Lines from the top of the entries down to the line with "pub type Id = u32;" must be set down exactly as they stand, with both ends retained.

[Data for this task Boundary: Start]

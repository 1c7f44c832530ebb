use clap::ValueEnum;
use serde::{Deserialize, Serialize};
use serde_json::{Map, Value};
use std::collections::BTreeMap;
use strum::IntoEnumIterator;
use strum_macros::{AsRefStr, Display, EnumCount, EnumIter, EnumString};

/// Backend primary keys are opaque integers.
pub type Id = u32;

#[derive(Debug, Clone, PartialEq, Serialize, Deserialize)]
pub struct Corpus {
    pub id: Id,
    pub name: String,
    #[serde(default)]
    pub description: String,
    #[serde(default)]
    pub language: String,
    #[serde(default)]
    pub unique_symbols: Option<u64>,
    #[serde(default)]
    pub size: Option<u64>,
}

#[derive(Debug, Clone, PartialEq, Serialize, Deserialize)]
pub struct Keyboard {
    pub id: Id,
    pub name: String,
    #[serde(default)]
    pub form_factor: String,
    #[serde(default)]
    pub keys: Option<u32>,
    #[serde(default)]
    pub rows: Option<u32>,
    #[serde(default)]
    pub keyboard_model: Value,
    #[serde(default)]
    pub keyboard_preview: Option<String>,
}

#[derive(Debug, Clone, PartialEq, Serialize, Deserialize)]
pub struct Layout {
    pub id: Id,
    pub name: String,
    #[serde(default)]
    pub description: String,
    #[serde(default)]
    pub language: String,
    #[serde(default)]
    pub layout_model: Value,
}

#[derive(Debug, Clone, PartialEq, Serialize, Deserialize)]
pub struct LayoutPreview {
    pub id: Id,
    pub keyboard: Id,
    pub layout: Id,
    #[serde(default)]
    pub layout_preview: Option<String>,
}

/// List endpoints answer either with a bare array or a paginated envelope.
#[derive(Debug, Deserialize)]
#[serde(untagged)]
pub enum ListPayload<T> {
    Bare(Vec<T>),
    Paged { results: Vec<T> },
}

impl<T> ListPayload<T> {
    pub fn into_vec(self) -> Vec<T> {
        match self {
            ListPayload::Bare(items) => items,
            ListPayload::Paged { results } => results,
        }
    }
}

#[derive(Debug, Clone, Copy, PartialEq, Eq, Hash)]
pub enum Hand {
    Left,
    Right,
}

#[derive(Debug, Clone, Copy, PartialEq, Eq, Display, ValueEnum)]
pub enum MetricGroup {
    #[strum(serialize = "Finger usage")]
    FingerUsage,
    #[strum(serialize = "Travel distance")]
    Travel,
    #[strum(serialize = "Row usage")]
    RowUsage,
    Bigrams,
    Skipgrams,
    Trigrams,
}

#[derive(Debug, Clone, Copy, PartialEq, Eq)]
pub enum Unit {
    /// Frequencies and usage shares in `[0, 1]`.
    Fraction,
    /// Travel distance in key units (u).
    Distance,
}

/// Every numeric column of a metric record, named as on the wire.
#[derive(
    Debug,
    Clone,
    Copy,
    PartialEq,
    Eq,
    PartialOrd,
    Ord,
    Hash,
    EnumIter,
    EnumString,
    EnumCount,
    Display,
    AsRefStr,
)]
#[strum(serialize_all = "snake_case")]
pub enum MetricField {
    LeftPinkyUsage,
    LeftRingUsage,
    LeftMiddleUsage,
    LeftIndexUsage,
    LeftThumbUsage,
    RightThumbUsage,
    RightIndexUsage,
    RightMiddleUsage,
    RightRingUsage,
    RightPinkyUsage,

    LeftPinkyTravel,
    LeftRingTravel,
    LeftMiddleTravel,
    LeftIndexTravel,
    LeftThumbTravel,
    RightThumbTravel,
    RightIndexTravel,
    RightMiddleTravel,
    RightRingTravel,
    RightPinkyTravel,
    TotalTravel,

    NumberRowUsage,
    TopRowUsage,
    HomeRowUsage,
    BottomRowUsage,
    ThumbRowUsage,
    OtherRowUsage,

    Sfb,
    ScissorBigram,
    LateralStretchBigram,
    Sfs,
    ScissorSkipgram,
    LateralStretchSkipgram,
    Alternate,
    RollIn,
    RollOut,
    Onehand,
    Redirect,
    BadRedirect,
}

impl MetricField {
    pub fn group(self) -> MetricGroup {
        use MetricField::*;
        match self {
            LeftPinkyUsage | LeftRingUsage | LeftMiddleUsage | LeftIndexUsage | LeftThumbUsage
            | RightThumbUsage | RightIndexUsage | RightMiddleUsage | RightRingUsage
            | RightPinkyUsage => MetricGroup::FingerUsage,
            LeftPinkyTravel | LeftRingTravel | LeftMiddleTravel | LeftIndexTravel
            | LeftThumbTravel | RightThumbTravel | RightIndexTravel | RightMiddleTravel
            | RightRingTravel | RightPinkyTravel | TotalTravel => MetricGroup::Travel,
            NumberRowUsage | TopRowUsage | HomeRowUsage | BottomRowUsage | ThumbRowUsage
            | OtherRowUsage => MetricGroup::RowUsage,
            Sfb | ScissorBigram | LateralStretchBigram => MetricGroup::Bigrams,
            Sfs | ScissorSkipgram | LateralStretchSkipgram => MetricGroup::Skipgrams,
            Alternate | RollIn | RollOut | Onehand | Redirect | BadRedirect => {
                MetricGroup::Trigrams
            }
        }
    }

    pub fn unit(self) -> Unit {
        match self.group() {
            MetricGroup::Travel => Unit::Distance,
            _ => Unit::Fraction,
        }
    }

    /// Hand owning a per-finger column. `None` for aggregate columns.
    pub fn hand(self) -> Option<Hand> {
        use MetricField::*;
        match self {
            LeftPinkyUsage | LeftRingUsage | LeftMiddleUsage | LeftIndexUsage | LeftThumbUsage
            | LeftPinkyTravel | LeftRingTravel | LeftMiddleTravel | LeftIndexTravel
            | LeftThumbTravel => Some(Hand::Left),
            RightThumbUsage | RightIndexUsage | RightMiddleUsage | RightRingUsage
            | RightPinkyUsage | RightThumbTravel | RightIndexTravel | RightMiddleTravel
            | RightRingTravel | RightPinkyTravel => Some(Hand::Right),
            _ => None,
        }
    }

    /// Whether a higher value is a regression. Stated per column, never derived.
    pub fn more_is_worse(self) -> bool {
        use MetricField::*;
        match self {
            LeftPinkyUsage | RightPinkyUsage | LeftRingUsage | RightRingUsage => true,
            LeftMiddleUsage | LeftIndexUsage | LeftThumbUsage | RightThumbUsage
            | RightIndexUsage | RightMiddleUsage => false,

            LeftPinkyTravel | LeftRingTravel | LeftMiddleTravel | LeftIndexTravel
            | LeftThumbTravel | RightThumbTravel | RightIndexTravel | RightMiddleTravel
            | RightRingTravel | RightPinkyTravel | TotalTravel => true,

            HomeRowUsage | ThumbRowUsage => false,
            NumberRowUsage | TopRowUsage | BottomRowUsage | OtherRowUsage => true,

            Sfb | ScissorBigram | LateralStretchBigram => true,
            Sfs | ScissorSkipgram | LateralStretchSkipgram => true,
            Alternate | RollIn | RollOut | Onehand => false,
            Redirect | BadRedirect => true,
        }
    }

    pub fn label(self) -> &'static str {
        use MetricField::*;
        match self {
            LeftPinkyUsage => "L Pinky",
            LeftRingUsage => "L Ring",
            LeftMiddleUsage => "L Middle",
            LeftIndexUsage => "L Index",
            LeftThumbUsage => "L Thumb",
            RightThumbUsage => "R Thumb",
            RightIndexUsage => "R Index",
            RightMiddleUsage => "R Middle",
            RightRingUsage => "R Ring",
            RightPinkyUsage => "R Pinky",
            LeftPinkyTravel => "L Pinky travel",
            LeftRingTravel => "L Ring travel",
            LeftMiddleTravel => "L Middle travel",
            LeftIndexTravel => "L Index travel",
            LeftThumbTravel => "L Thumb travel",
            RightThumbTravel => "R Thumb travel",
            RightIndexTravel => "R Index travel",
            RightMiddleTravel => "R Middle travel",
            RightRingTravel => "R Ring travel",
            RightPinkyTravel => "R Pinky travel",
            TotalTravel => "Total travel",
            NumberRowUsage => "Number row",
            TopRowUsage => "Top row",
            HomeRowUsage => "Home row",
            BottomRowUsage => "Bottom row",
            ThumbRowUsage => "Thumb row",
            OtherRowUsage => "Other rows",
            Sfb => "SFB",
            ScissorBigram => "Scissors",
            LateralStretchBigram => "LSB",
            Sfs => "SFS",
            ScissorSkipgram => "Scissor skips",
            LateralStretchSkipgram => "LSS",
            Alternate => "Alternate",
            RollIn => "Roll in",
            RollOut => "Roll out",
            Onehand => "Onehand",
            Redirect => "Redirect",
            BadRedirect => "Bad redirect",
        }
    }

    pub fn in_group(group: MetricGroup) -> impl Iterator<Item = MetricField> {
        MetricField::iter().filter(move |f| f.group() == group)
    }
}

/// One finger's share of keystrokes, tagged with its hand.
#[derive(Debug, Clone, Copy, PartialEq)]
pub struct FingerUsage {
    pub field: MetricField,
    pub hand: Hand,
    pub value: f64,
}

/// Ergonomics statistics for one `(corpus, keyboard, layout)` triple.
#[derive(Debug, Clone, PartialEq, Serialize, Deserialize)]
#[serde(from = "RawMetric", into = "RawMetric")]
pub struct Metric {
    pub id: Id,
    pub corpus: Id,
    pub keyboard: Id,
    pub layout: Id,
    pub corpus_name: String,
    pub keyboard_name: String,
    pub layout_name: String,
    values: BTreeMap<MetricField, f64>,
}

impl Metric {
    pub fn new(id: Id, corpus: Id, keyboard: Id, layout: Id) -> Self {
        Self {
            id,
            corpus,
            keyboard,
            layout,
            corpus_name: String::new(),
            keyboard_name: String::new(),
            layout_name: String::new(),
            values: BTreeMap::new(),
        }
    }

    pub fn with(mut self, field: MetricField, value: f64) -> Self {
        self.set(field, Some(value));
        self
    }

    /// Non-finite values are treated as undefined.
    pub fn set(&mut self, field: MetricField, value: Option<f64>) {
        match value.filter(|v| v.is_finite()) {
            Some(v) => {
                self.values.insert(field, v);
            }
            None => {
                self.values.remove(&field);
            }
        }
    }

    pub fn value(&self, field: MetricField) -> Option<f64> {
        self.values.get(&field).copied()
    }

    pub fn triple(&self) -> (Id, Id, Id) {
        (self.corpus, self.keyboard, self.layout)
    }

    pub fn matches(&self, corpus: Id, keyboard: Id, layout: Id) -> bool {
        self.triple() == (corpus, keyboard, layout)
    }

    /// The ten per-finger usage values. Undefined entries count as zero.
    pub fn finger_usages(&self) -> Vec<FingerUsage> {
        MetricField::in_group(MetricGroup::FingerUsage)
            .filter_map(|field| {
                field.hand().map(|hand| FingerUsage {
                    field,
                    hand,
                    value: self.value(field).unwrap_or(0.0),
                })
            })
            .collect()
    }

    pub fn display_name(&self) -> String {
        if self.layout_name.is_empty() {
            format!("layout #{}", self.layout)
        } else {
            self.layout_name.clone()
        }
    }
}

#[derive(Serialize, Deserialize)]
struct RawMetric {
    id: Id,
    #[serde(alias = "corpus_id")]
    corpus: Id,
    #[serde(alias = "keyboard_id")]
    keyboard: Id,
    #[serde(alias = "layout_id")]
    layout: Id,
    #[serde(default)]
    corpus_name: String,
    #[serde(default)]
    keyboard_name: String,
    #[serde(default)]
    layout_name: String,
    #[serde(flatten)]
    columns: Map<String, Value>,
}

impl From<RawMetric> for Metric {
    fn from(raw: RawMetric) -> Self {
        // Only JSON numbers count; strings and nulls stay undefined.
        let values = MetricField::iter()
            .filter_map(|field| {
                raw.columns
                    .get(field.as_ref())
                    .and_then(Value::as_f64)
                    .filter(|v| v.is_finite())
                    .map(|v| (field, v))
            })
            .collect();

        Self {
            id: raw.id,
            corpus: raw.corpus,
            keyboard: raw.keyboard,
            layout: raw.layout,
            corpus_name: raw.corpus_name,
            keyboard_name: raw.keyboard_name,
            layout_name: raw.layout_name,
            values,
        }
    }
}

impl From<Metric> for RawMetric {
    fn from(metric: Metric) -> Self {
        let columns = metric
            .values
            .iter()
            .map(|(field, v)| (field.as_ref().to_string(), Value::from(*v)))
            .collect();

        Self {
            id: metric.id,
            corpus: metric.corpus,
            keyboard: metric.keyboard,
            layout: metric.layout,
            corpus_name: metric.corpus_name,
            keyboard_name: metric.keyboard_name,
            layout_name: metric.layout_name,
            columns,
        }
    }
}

[Data for this task Boundary: End]

- Exercise answer
repository 1c7f44c832530ebb
use clap::ValueEnum;
use serde::{Deserialize, Serialize};
use serde_json::{Map, Value};
use std::collections::BTreeMap;
use strum::IntoEnumIterator;
use strum_macros::{AsRefStr, Display, EnumCount, EnumIter, EnumString};

/// Backend primary keys are opaque integers.
pub type Id = u32;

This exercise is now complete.